The operator is implemented by vectorizing the algorithm described in the paper “Distance Transforms of Sampled Functions” [3]. The implementation consists of two stages:

A horizontal pass that computes distances along each row independently
A vertical pass that processes the intermediate results to compute final 2D distances

This two-pass approach transforms what would normally be a global optimization problem into two semi-global problems that can be solved independently. By separating the 2D Euclidean distance transform into orthogonal 1D passes, we significantly reduce the computational complexity while still obtaining mathematically exact results. The horizontal pass considers only row-wise distances, while the vertical pass incorporates these results to account for the vertical component of distances.

Stage 1: Horizontal Pass#

Dataflow Configuration#

Two GatherScatterDataFlows are used to load and store the tiles in the horizontal pass. The reading tile size is set to 32 x image-width rounded up to multiple of 4. For the pixels outside the image boundary, the value is set to 0xFFFF. The writing tile size is set to 32 x image-width. The double buffer is used in the horizontal pass. The computation kernels read from the buffer and in-place write to the buffer so the double buffer are composed of 2 separated buffers in 2 VMEM superbanks. The RasterDataFlow cannot be used here as the buffer address needs to be alternated in different superbanks.

Vectorization#

There are 2 scan loops in the horizontal pass. The left-to-right loop starts from the leftmost tile column, transposely reads the pixels, applies the computation as move to the right. Then the right-to-left loop starts from the rightmost tile column, transposely reads the previous result, applies the computation as move to the left. In order to save the buffer space, the label and distance are compressed into 16-bit short type by label << 12 | distance.

Stage 2: Vertical Pass#

Dataflow Configuration#

The vertical pass processes tiles in vertical strips, with each tile having dimensions of image-height x 32 pixels. The implementation uses a single RasterDataFlow for loading input tiles, but requires two separate RasterDataFlows for writing output results. This split output approach is necessary due to VMEM capacity constraints - the available memory can only accommodate distance and label data for half the image height at a time.

Vectorization#

Similar to the horizontal pass, there are 2 scan loops in the vertical pass. The top-to-bottom loop starts from the topmost tile row, reads the pixels, applies the computation as move to the bottom. Then the bottom-to-top loop starts from the bottommost tile row, reads the previous result, applies the computation as move to the top. The tricky part is there is a while loop in each pass. We compute the stop condition separately in each lane of a vector, mask off the computation of the lanes that have reached the stop condition. The kernel uses a vandr_s instruction to reduce the stop condition to a single boolean value and the while loop quits when all lanes meet the stop condition.

Performance#

The execution time of the Distance Transform Operator depends on the input data. The profiling results presented in this document are based on the sample image shown above.
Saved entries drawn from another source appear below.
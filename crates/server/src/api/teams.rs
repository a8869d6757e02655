//! Team roster handlers.

use axum::{
    extract::{Path, State},
    http::StatusCode,
    Json,
};
use scorer_core::{AuditEvent, NewTeam, Team};
use serde::{Deserialize, Serialize};
use std::sync::Arc;

use super::response::{not_found, roster_error, ApiError};
use crate::state::AppState;

/// Body for PUT /teams/{id}. Omitted fields keep their value.
#[derive(Debug, Deserialize)]
#[serde(rename_all = "camelCase")]
pub struct UpdateTeamBody {
    pub name: Option<String>,
    pub player_ids: Option<Vec<String>>,
}

#[derive(Debug, Serialize)]
pub struct TeamListResponse {
    pub teams: Vec<Team>,
    pub count: usize,
}

/// GET /api/v1/teams
pub async fn list_teams(
    State(state): State<Arc<AppState>>,
) -> Result<Json<TeamListResponse>, ApiError> {
    let teams = state.roster().list_teams().map_err(roster_error)?;
    let count = teams.len();
    Ok(Json(TeamListResponse { teams, count }))
}

/// POST /api/v1/teams
pub async fn create_team(
    State(state): State<Arc<AppState>>,
    Json(body): Json<NewTeam>,
) -> Result<(StatusCode, Json<Team>), ApiError> {
    let team = state.roster().create_team(body).map_err(roster_error)?;

    state
        .audit()
        .emit(AuditEvent::TeamCreated {
            team_id: team.id.clone(),
            name: team.name.clone(),
            players: team.player_ids.len(),
        })
        .await;

    Ok((StatusCode::CREATED, Json(team)))
}

/// GET /api/v1/teams/{id}
pub async fn get_team(
    State(state): State<Arc<AppState>>,
    Path(id): Path<String>,
) -> Result<Json<Team>, ApiError> {
    match state.roster().get_team(&id).map_err(roster_error)? {
        Some(team) => Ok(Json(team)),
        None => Err(not_found(format!("Team not found: {}", id))),
    }
}

/// PUT /api/v1/teams/{id}
pub async fn update_team(
    State(state): State<Arc<AppState>>,
    Path(id): Path<String>,
    Json(body): Json<UpdateTeamBody>,
) -> Result<Json<Team>, ApiError> {
    let current = state
        .roster()
        .get_team(&id)
        .map_err(roster_error)?
        .ok_or_else(|| not_found(format!("Team not found: {}", id)))?;

    let changed = Team {
        name: body.name.unwrap_or(current.name),
        player_ids: body.player_ids.unwrap_or(current.player_ids),
        id,
    };
    let team = state.roster().update_team(&changed).map_err(roster_error)?;

    state
        .audit()
        .emit(AuditEvent::TeamUpdated {
            team_id: team.id.clone(),
            name: team.name.clone(),
            players: team.player_ids.len(),
        })
        .await;

    Ok(Json(team))
}

/// DELETE /api/v1/teams/{id}
pub async fn delete_team(
    State(state): State<Arc<AppState>>,
    Path(id): Path<String>,
) -> Result<Json<Team>, ApiError> {
    let team = state.roster().delete_team(&id).map_err(roster_error)?;

    state
        .audit()
        .emit(AuditEvent::TeamDeleted {
            team_id: team.id.clone(),
            name: team.name.clone(),
        })
        .await;

    Ok(Json(team))
}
Execution Time is the average time required to execute the operator on a single VPU core. Note that each PVA contains two VPU cores, which can operate in parallel to process two streams simultaneously, or reduce execution time by approximately half by splitting the workload between the two cores.

Total Power represents the average total power consumed by the module when the operator is executed concurrently on both VPU cores.

For detailed information on interpreting the performance table below and understanding the benchmarking setup, see Performance Benchmark.

ImageSize	Execution Time	Submit Latency	Total Power
256x256	0.435ms	0.018ms	10.471W
1024x1024	6.282ms	0.028ms	10.27W

Reference#

https://en.wikipedia.org/wiki/Euclidean_distance

https://en.wikipedia.org/wiki/Voronoi_diagram

https://theoryofcomputing.org/articles/v008a019/v008a019.pdf